What to work on
Write out the entries below exactly, from the first line to the one with "use crate::error::LoadError;", both ends included.

Extracted information
════════════════
//! Context Loader: one immutable snapshot of the entity store per run.

use log::{debug, info};
use std::collections::{BTreeSet, HashMap, HashSet};

use crate::data::{
    normalize_code, Course, CourseId, Expertise, Faculty, FacultyId, GroupId, Room, RoomId,
    StudentGroup, TimeSlot, TimeSlotId,
};
use crate::error::LoadError;
use crate::store::EntityStore;

/// Everything a generation run reads. Built once, never mutated, never cached
/// across runs.
#[derive(Debug, Clone)]
pub struct Context {
    pub version: u64,
    pub courses: Vec<Course>,
    pub faculty: Vec<Faculty>,
    pub rooms: Vec<Room>,
    pub time_slots: Vec<TimeSlot>,
    pub student_groups: Vec<StudentGroup>,
    pub room_capabilities: HashMap<RoomId, BTreeSet<String>>,
    pub faculty_availability: HashMap<FacultyId, BTreeSet<TimeSlotId>>,
    pub faculty_expertise: HashMap<FacultyId, Expertise>,
    pub course_by_id: HashMap<CourseId, Course>,
    pub group_by_id: HashMap<GroupId, StudentGroup>,
}

impl Context {
    /// Reads every collection from `store`.
    ///
    /// Courses, faculty, rooms and time slots must be non-empty. Student groups
    /// may be empty, which simply yields no sessions.
    pub fn load(store: &dyn EntityStore) -> Result<Self, LoadError> {
        let version = store.version();
        let mut courses = non_empty("courses", store.courses()?)?;
        let faculty = non_empty("faculty", store.faculty()?)?;
        let rooms = non_empty("rooms", store.rooms()?)?;
        let time_slots = non_empty("time_slots", store.time_slots()?)?;
        let student_groups = store.student_groups()?;

        unique_ids("courses", courses.iter().map(|c| c.id))?;
        unique_ids("faculty", faculty.iter().map(|f| f.id))?;
        unique_ids("rooms", rooms.iter().map(|r| r.id))?;
        unique_ids("time_slots", time_slots.iter().map(|t| t.id))?;
        unique_ids("student_groups", student_groups.iter().map(|g| g.id))?;
        unique_codes(&courses)?;

        for course in &mut courses {
            course.required_tags = course.required_tags.iter().map(|t| normalize_code(t)).collect();
        }

        let mut room_capabilities = HashMap::with_capacity(rooms.len());
        for room in &rooms {
            let tags = store.room_capabilities(room.id)?;
            room_capabilities.insert(room.id, tags.iter().map(|t| normalize_code(t)).collect());
        }

        let mut faculty_availability = HashMap::with_capacity(faculty.len());
        let mut faculty_expertise = HashMap::with_capacity(faculty.len());
        for member in &faculty {
            let slots = store.faculty_availability(member.id)?.unwrap_or_default();
            faculty_availability.insert(member.id, slots);
            faculty_expertise.insert(member.id, store.faculty_expertise(member.id)?);
        }

        let course_by_id = courses.iter().map(|c| (c.id, c.clone())).collect();
        let group_by_id = student_groups.iter().map(|g| (g.id, g.clone())).collect();

        info!(
            "Loaded context v{}: {} courses, {} faculty, {} rooms, {} time slots, {} groups",
            version,
            courses.len(),
            faculty.len(),
            rooms.len(),
            time_slots.len(),
            student_groups.len()
        );
        debug!(
            "{} faculty are generalists",
            faculty_expertise
                .values()
                .filter(|e| **e == Expertise::Generalist)
                .count()
        );

        Ok(Context {
            version,
            courses,
            faculty,
            rooms,
            time_slots,
            student_groups,
            room_capabilities,
            faculty_availability,
            faculty_expertise,
            course_by_id,
            group_by_id,
        })
    }

    pub fn expertise_of(&self, faculty: FacultyId) -> &Expertise {
        static GENERALIST: Expertise = Expertise::Generalist;
        self.faculty_expertise.get(&faculty).unwrap_or(&GENERALIST)
    }

    pub fn availability_of(&self, faculty: FacultyId) -> Option<&BTreeSet<TimeSlotId>> {
        self.faculty_availability.get(&faculty)
    }

    pub fn available_slot_count(&self, faculty: FacultyId) -> usize {
        let known: HashSet<TimeSlotId> = self.time_slots.iter().map(|t| t.id).collect();
        self.availability_of(faculty)
            .map(|slots| slots.iter().filter(|s| known.contains(s)).count())
            .unwrap_or(0)
    }
}

fn non_empty<T>(collection: &'static str, items: Vec<T>) -> Result<Vec<T>, LoadError> {
    if items.is_empty() {
        return Err(LoadError::EmptyCollection(collection));
    }
    Ok(items)
}

fn unique_ids(
    collection: &'static str,
    ids: impl Iterator<Item = u32>,
) -> Result<(), LoadError> {
    let mut seen = HashSet::new();
    for id in ids {
        if !seen.insert(id) {
            return Err(LoadError::DuplicateId { collection, id });
        }
    }
    Ok(())
}

fn unique_codes(courses: &[Course]) -> Result<(), LoadError> {
    let mut seen = HashSet::new();
    for course in courses {
        if !seen.insert(normalize_code(&course.code)) {
            return Err(LoadError::DuplicateCode(course.code.clone()));
        }
    }
    Ok(())
}

#[cfg(test)]
mod tests {
    use super::*;
    use crate::error::StoreError;
    use crate::store::SnapshotDocument;

    fn minimal() -> SnapshotDocument {
        SnapshotDocument::default()
            .with_course(1, "CS101", 2)
            .with_faculty(10, "Ada", 0, 4)
            .with_room(100, 40, &["LAB"])
            .with_day(0, 1, 4)
            .with_group(5, "CSE-A", 30)
    }

    #[test]
    fn loads_all_collections_and_indices() {
        let doc = minimal().with_availability(10, &[1, 2]).with_expertise(10, "CS101");
        let context = Context::load(&doc).unwrap();
        assert_eq!(context.course_by_id[&1].code, "CS101");
        assert_eq!(context.group_by_id[&5].total_students, 30);
        assert!(context.room_capabilities[&100].contains("lab"));
        assert_eq!(context.available_slot_count(10), 2);
        assert!(context.expertise_of(10).covers("CS101"));
    }

    #[test]
    fn empty_required_collection_fails() {
        let mut doc = minimal();
        doc.faculty.clear();
        assert_eq!(
            Context::load(&doc).unwrap_err(),
            LoadError::EmptyCollection("faculty")
        );

        let mut doc = minimal();
        doc.time_slots.clear();
        assert_eq!(
            Context::load(&doc).unwrap_err(),
            LoadError::EmptyCollection("time_slots")
        );
    }

    #[test]
    fn empty_student_groups_are_allowed() {
        let mut doc = minimal();
        doc.student_groups.clear();
        assert!(Context::load(&doc).is_ok());
    }

    #[test]
    fn duplicate_ids_are_rejected() {
        let doc = minimal().with_room(100, 10, &[]);
        assert_eq!(
            Context::load(&doc).unwrap_err(),
            LoadError::DuplicateId { collection: "rooms", id: 100 }
        );
    }

    #[test]
    fn course_codes_are_unique_ignoring_case() {
        let doc = minimal().with_course(2, " cs101", 1);
        assert_eq!(
            Context::load(&doc).unwrap_err(),
            LoadError::DuplicateCode(" cs101".to_string())
        );
    }

    #[test]
    fn missing_availability_means_no_slots() {
        let context = Context::load(&minimal()).unwrap();
        assert_eq!(context.available_slot_count(10), 0);
        assert!(context.availability_of(10).unwrap().is_empty());
    }

    struct FailingStore;

    impl EntityStore for FailingStore {
        fn courses(&self) -> Result<Vec<Course>, StoreError> {
            Err(StoreError { collection: "courses", message: "connection reset".into() })
        }
        fn faculty(&self) -> Result<Vec<Faculty>, StoreError> {
            Ok(Vec::new())
        }
        fn rooms(&self) -> Result<Vec<Room>, StoreError> {
            Ok(Vec::new())
        }
        fn time_slots(&self) -> Result<Vec<TimeSlot>, StoreError> {
            Ok(Vec::new())
        }
        fn student_groups(&self) -> Result<Vec<StudentGroup>, StoreError> {
            Ok(Vec::new())
        }
        fn room_capabilities(&self, _room: RoomId) -> Result<BTreeSet<String>, StoreError> {
            Ok(BTreeSet::new())
        }
        fn faculty_availability(
            &self,
            _faculty: FacultyId,
        ) -> Result<Option<BTreeSet<TimeSlotId>>, StoreError> {
            Ok(None)
        }
        fn faculty_expertise(&self, _faculty: FacultyId) -> Result<Expertise, StoreError> {
            Ok(Expertise::Generalist)
        }
    }

    #[test]
    fn store_failures_surface_as_load_errors() {
        assert!(matches!(
            Context::load(&FailingStore),
            Err(LoadError::Store(StoreError { collection: "courses", .. }))
        ));
    }
}
//! Timetable generation engine.
//!
//! Assigns teaching sessions (one per course-hour per student group) to a
//! faculty member, a room and a time slot, subject to hard feasibility
//! constraints and a tunable objective.
//!
//! # Modules
//!
//! - **`context`**: immutable snapshot loaded from an [`store::EntityStore`]
//! - **`sessions`**: expansion of courses and groups into sessions
//! - **`eligibility`**: expertise and room-capability matching
//! - **`bounds`**: solver-free necessary-condition feasibility checks
//! - **`diagnostics`**: per-faculty reach report for data-repair tooling
//! - **`solver`**: ILP assignment model (HiGHS via `good_lp`) with greedy repair
//! - **`projector`**: per-faculty, per-room and per-group views
//! - **`generator`**: the end-to-end pipeline
//! - **`server`**: HTTP API

pub mod bounds;
pub mod config;
pub mod context;
pub mod data;
pub mod diagnostics;
pub mod eligibility;
pub mod error;
pub mod generator;
pub mod projector;
pub mod server;
pub mod sessions;
pub mod solver;
pub mod store;

pub use config::GeneratorConfig;
pub use error::{GenerateError, LoadError, SolverError};
pub use generator::{GenerationResult, GenerationStatus, TimetableGenerator};
pub use store::{EntityStore, SnapshotDocument};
════════════════
Result of the exercise
//! Context Loader: one immutable snapshot of the entity store per run.

use log::{debug, info};
use std::collections::{BTreeSet, HashMap, HashSet};

use crate::data::{
    normalize_code, Course, CourseId, Expertise, Faculty, FacultyId, GroupId, Room, RoomId,
    StudentGroup, TimeSlot, TimeSlotId,
};
use crate::error::LoadError;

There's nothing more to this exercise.